WHAT THE TASK ASKS: Across the records below, how many lines include the string "offsets"? State the number and nothing more.

Records drawn from a dataset
_ _ _ _ _ _ _

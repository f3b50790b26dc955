//! Orchestration of a full generation run
//!
//! Stages run once each, in order: classification, resolution, repair,
//! colorization, mirroring. One generator is created per run and threaded
//! through resolution and colorization; it is never shared between runs.

use crate::color::rgba::BaseColor;
use crate::io::error::{GenerationError, Result, invalid_parameter};
use crate::io::template::{Template, TemplateSource};
use crate::pipeline::classify::classify_template;
use crate::pipeline::colorize::colorize_grid;
use crate::pipeline::mirror::{MirrorDimensionMismatch, mirror};
use crate::pipeline::repair::repair_borders;
use crate::pipeline::resolve::resolve_grid;
use crate::pipeline::settings::Settings;
use crate::spatial::grid::ColorMatrix;
use rand::rngs::StdRng;
use rand::{Rng, SeedableRng};
use std::path::Path;

/// Result of a generation run
#[derive(Debug, Clone, PartialEq)]
pub struct Generation {
    /// Generated colors, owned by the caller
    pub matrix: ColorMatrix,
    /// Seed that reproduces this run
    pub seed: u64,
    /// Requested reflections that were only partial because of an odd extent
    pub mirror_mismatches: Vec<MirrorDimensionMismatch>,
}

impl Generation {
    /// Whether every requested reflection was exact
    pub fn is_fully_mirrored(&self) -> bool {
        self.mirror_mismatches.is_empty()
    }

    /// Reject results whose mirroring was only partial
    ///
    /// # Errors
    ///
    /// Returns `MirrorDimensionMismatch` for the first odd extent encountered
    pub fn require_full_mirror(self) -> Result<Self> {
        match self.mirror_mismatches.first() {
            Some(mismatch) => Err(GenerationError::MirrorDimensionMismatch {
                axis: mismatch.axis,
                extent: mismatch.extent,
            }),
            None => Ok(self),
        }
    }
}

/// Load a template file and generate a colorized matrix from it
///
/// # Errors
///
/// Returns an error if:
/// - The settings or base color are invalid
/// - The template cannot be opened (`SourceUnavailable`)
/// - The template cannot be decoded (`DecodeFailure`)
pub fn generate<P: AsRef<Path>>(path: P, base: BaseColor, settings: Settings) -> Result<Generation> {
    validate(&base, &settings)?;
    let template = Template::open(path)?;
    generate_from_source(&template, base, settings)
}

/// Generate a colorized matrix from an already loaded template
///
/// The seed sentinel is replaced by a fresh seed, which is reported on the
/// result.
///
/// # Errors
///
/// Returns an error if the settings or base color are invalid
pub fn generate_from_source<T: TemplateSource + ?Sized>(
    source: &T,
    base: BaseColor,
    settings: Settings,
) -> Result<Generation> {
    validate(&base, &settings)?;
    let settings = settings.resolved();
    log::debug!("Generating with seed {}", settings.seed);

    let mut rng = StdRng::seed_from_u64(settings.seed);
    let (matrix, mirror_mismatches) = generate_with_rng(source, &base, &settings, &mut rng);

    Ok(Generation {
        matrix,
        seed: settings.seed,
        mirror_mismatches,
    })
}

/// Run every stage with a caller-provided generator
///
/// `settings.seed` is ignored; all randomness comes from `rng`, consumed in
/// raster order by resolution and then colorization.
pub fn generate_with_rng<T: TemplateSource + ?Sized, R: Rng + ?Sized>(
    source: &T,
    base: &BaseColor,
    settings: &Settings,
    rng: &mut R,
) -> (ColorMatrix, Vec<MirrorDimensionMismatch>) {
    let roles = classify_template(source);
    let mut resolved = resolve_grid(&roles, rng);
    drop(roles);

    let promoted = repair_borders(&mut resolved);
    log::debug!("Border repair promoted {promoted} pixels");

    let mut matrix = colorize_grid(&resolved, base, settings, rng);
    let mismatches = mirror(&mut matrix, settings);
    (matrix, mismatches)
}

fn validate(base: &BaseColor, settings: &Settings) -> Result<()> {
    settings.validate()?;
    if !base.alpha.is_finite() {
        return Err(invalid_parameter("alpha", &base.alpha, &"must be finite"));
    }
    Ok(())
}
//! Error types for template loading and generation

use crate::pipeline::mirror::MirrorAxis;
use std::fmt;
use std::path::PathBuf;

/// Main error type for all generation operations
#[derive(Debug)]
pub enum GenerationError {
    /// Template file could not be opened or read
    SourceUnavailable {
        /// Path to the template file
        path: PathBuf,
        /// Underlying I/O error
        source: std::io::Error,
    },

    /// Template file is corrupt or in an unsupported format
    DecodeFailure {
        /// Path to the template file
        path: PathBuf,
        /// Underlying decoding error
        source: image::ImageError,
    },

    /// Parameter validation failed
    InvalidParameter {
        /// Name of the invalid parameter
        parameter: &'static str,
        /// Provided value that failed validation
        value: String,
        /// Explanation of why the value is invalid
        reason: String,
    },

    /// Mirroring was required along an axis with an odd extent
    ///
    /// Only raised when a caller asks for a strict mirror; otherwise the
    /// mismatch is reported on the generation result.
    MirrorDimensionMismatch {
        /// Axis that could not be mirrored completely
        axis: MirrorAxis,
        /// Odd extent along that axis
        extent: usize,
    },

    /// General file system operation failure
    FileSystem {
        /// Path involved in the operation
        path: PathBuf,
        /// Description of the operation that failed
        operation: &'static str,
        /// Underlying I/O error
        source: std::io::Error,
    },
}

impl fmt::Display for GenerationError {
    fn fmt(&self, f: &mut fmt::Formatter<'_>) -> fmt::Result {
        match self {
            Self::SourceUnavailable { path, source } => {
                write!(f, "Failed to open template '{}': {source}", path.display())
            }
            Self::DecodeFailure { path, source } => {
                write!(f, "Failed to decode template '{}': {source}", path.display())
            }
            Self::InvalidParameter {
                parameter,
                value,
                reason,
            } => {
                write!(f, "Invalid parameter '{parameter}' = '{value}': {reason}")
            }
            Self::MirrorDimensionMismatch { axis, extent } => {
                write!(f, "Cannot mirror {axis}: extent {extent} is odd")
            }
            Self::FileSystem {
                path,
                operation,
                source,
            } => {
                write!(
                    f,
                    "File system error during {operation} on '{}': {source}",
                    path.display()
                )
            }
        }
    }
}

impl std::error::Error for GenerationError {
    fn source(&self) -> Option<&(dyn std::error::Error + 'static)> {
        match self {
            Self::SourceUnavailable { source, .. } | Self::FileSystem { source, .. } => {
                Some(source)
            }
            Self::DecodeFailure { source, .. } => Some(source),
            _ => None,
        }
    }
}

/// Convenience type alias for generation results
pub type Result<T> = std::result::Result<T, GenerationError>;

impl From<std::io::Error> for GenerationError {
    fn from(err: std::io::Error) -> Self {
        Self::FileSystem {
            path: PathBuf::from("<unknown>"),
            operation: "unknown",
            source: err,
        }
    }
}

/// Create an invalid parameter error
pub fn invalid_parameter(
    parameter: &'static str,
    value: &impl ToString,
    reason: &impl ToString,
) -> GenerationError {
    GenerationError::InvalidParameter {
        parameter,
        value: value.to_string(),
        reason: reason.to_string(),
    }
}
//! Generation settings and seed resolution

use crate::io::configuration::{DEFAULT_SEED, RANDOM_SEED};
use crate::io::error::{Result, invalid_parameter};
use rand::rngs::StdRng;
use rand::{Rng, SeedableRng};

/// Options controlling a generation run
#[derive(Debug, Clone, Copy, PartialEq)]
pub struct Settings {
    /// Reflect the top half of the matrix onto the bottom half
    pub mirror_x: bool,
    /// Reflect the left half of the matrix onto the right half
    pub mirror_y: bool,
    /// Maximum amount body pixels darken towards the bottom row, 0 disables fading
    pub fade: f32,
    /// Random seed; [`RANDOM_SEED`] requests a fresh one per run
    pub seed: u64,
}

impl Default for Settings {
    fn default() -> Self {
        Self {
            mirror_x: false,
            mirror_y: false,
            fade: 0.0,
            seed: DEFAULT_SEED,
        }
    }
}

impl Settings {
    /// Check that the settings describe a valid run
    ///
    /// # Errors
    ///
    /// Returns an error if `fade` is negative, infinite or NaN
    pub fn validate(&self) -> Result<()> {
        if !self.fade.is_finite() || self.fade < 0.0 {
            return Err(invalid_parameter(
                "fade",
                &self.fade,
                &"must be a finite, non-negative magnitude",
            ));
        }
        Ok(())
    }

    /// Whether the seed asks for a fresh random seed
    pub const fn uses_random_seed(&self) -> bool {
        self.seed == RANDOM_SEED
    }

    /// Whether body pixels fade towards the bottom row
    pub fn fade_enabled(&self) -> bool {
        self.fade > 0.0
    }

    /// Replace the random-seed sentinel with a concrete seed
    ///
    /// A fresh seed is drawn from operating system entropy. The draw is
    /// repeated while it lands on the sentinel itself so the returned seed
    /// always reproduces the run.
    #[must_use]
    pub fn resolved(self) -> Self {
        if !self.uses_random_seed() {
            return self;
        }

        let mut entropy = StdRng::from_os_rng();
        let mut seed = entropy.random::<u64>();
        while seed == RANDOM_SEED {
            seed = entropy.random::<u64>();
        }
        log::debug!("Drew fresh seed {seed}");

        Self { seed, ..self }
    }
}
//! Reflection of the finished matrix
//!
//! Mirroring copies the first half of the matrix over the second half along
//! the requested axis. When the extent along that axis is odd the middle
//! line keeps its colorized state and the mismatch is reported. Mirroring is
//! not an involution: running it twice does not restore the input.

use crate::pipeline::settings::Settings;
use crate::spatial::grid::ColorMatrix;
use std::fmt;

/// Axis a matrix is reflected across
#[derive(Debug, Clone, Copy, PartialEq, Eq, Hash)]
pub enum MirrorAxis {
    /// Left half copied onto the right half (`mirror_y`)
    Vertical,
    /// Top half copied onto the bottom half (`mirror_x`)
    Horizontal,
}

impl fmt::Display for MirrorAxis {
    fn fmt(&self, f: &mut fmt::Formatter<'_>) -> fmt::Result {
        match self {
            Self::Vertical => write!(f, "across the vertical axis"),
            Self::Horizontal => write!(f, "across the horizontal axis"),
        }
    }
}

/// Odd extent encountered while mirroring
#[derive(Debug, Clone, Copy, PartialEq, Eq, Hash)]
pub struct MirrorDimensionMismatch {
    /// Axis that could not be mirrored completely
    pub axis: MirrorAxis,
    /// Width or height along that axis
    pub extent: usize,
}

impl fmt::Display for MirrorDimensionMismatch {
    fn fmt(&self, f: &mut fmt::Formatter<'_>) -> fmt::Result {
        write!(
            f,
            "mirroring {} left the middle line of odd extent {} unmatched",
            self.axis, self.extent
        )
    }
}

fn check_extent(axis: MirrorAxis, extent: usize) -> Option<MirrorDimensionMismatch> {
    (extent % 2 != 0).then(|| {
        let mismatch = MirrorDimensionMismatch { axis, extent };
        log::warn!("Partial mirror: {mismatch}");
        mismatch
    })
}

/// Copy each column `x < width / 2` over column `width - 1 - x`
pub fn mirror_columns(matrix: &mut ColorMatrix) -> Option<MirrorDimensionMismatch> {
    let width = matrix.width();
    let mismatch = check_extent(MirrorAxis::Vertical, width);
    for x in 0..width / 2 {
        matrix.copy_column(x, width - 1 - x);
    }
    mismatch
}

/// Copy each row `y < height / 2` over row `height - 1 - y`
pub fn mirror_rows(matrix: &mut ColorMatrix) -> Option<MirrorDimensionMismatch> {
    let height = matrix.height();
    let mismatch = check_extent(MirrorAxis::Horizontal, height);
    for y in 0..height / 2 {
        matrix.copy_row(y, height - 1 - y);
    }
    mismatch
}

/// Apply the mirroring requested by `settings`, columns first, then rows
///
/// Returns every odd-extent mismatch encountered; an empty list means each
/// requested reflection is exact.
pub fn mirror(matrix: &mut ColorMatrix, settings: &Settings) -> Vec<MirrorDimensionMismatch> {
    let mut mismatches = Vec::new();
    if settings.mirror_y {
        mismatches.extend(mirror_columns(matrix));
    }
    if settings.mirror_x {
        mismatches.extend(mirror_rows(matrix));
    }
    mismatches
}
//! Channel arithmetic for colorization
//!
//! Jitter and darkening follow different overflow policies. Jitter wraps
//! around on overflow while fade and border darkening stop at zero, so each
//! policy gets its own named operation and the two are never mixed.

use num_traits::{SaturatingSub, WrappingAdd};

/// Add an offset to a channel, wrapping around on overflow
pub fn wrapping_offset<T: WrappingAdd>(value: T, offset: T) -> T {
    value.wrapping_add(&offset)
}

/// Subtract an amount from a channel, flooring at the type minimum
pub fn saturating_reduce<T: SaturatingSub>(value: T, amount: T) -> T {
    value.saturating_sub(&amount)
}

/// Apply [`wrapping_offset`] to each channel of a triplet
pub fn wrapping_offset_all(channels: [u8; 3], offsets: [u8; 3]) -> [u8; 3] {
    let [r, g, b] = channels;
    let [dr, dg, db] = offsets;
    [
        wrapping_offset(r, dr),
        wrapping_offset(g, dg),
        wrapping_offset(b, db),
    ]
}

/// Apply [`saturating_reduce`] with the same amount to each channel of a triplet
pub fn saturating_reduce_all(channels: [u8; 3], amount: u8) -> [u8; 3] {
    channels.map(|channel| saturating_reduce(channel, amount))
}

/// Convert a non-negative magnitude into an 8-bit channel amount
///
/// Fractions are truncated toward zero; negative and NaN inputs map to 0 and
/// anything above 255 maps to 255.
pub fn channel_amount(magnitude: f32) -> u8 {
    // Float-to-int `as` casts saturate and send NaN to zero
    magnitude as u8
}
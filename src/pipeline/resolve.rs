//! Randomized settlement of composite roles
//!
//! Each composite pixel consumes exactly one uniform `f32` draw in `[0, 1)`
//! from the shared stream; definite roles consume nothing. Draws happen in
//! [`raster_order`], which is part of the reproducibility contract.

use crate::io::configuration::{
    BODY_BORDER_THRESHOLD, BODY_EMPTY_THRESHOLD, BORDER_EMPTY_THRESHOLD,
};
use crate::pipeline::classify::PixelRole;
use crate::spatial::grid::{Grid, grid_height, grid_width, raster_order};
use ndarray::Array2;
use rand::Rng;

/// Definite role of a pixel after resolution
#[derive(Debug, Clone, Copy, PartialEq, Eq, Hash, Default)]
pub enum ResolvedRole {
    /// Interior fill
    Body,
    /// Outline
    Border,
    /// Transparent background
    #[default]
    Empty,
}

/// Settle a single role, drawing from `rng` only for composite roles
pub fn resolve<R: Rng + ?Sized>(role: PixelRole, rng: &mut R) -> ResolvedRole {
    match role {
        PixelRole::Body => ResolvedRole::Body,
        PixelRole::Border => ResolvedRole::Border,
        PixelRole::Empty => ResolvedRole::Empty,
        PixelRole::BodyBorder => {
            if rng.random::<f32>() > BODY_BORDER_THRESHOLD {
                ResolvedRole::Body
            } else {
                ResolvedRole::Border
            }
        }
        PixelRole::BodyEmpty => {
            if rng.random::<f32>() > BODY_EMPTY_THRESHOLD {
                ResolvedRole::Body
            } else {
                ResolvedRole::Empty
            }
        }
        PixelRole::BorderEmpty => {
            if rng.random::<f32>() > BORDER_EMPTY_THRESHOLD {
                ResolvedRole::Border
            } else {
                ResolvedRole::Empty
            }
        }
    }
}

/// Settle every role of a grid in raster order
pub fn resolve_grid<R: Rng + ?Sized>(roles: &Grid<PixelRole>, rng: &mut R) -> Grid<ResolvedRole> {
    let (width, height) = (grid_width(roles), grid_height(roles));
    let mut resolved = Array2::from_elem((height, width), ResolvedRole::Empty);

    for (x, y) in raster_order(width, height) {
        if let (Some(&role), Some(cell)) = (roles.get([y, x]), resolved.get_mut([y, x])) {
            *cell = resolve(role, rng);
        }
    }

    resolved
}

_ _ _ _ _ _ _

RESULT OF THE TASK: 2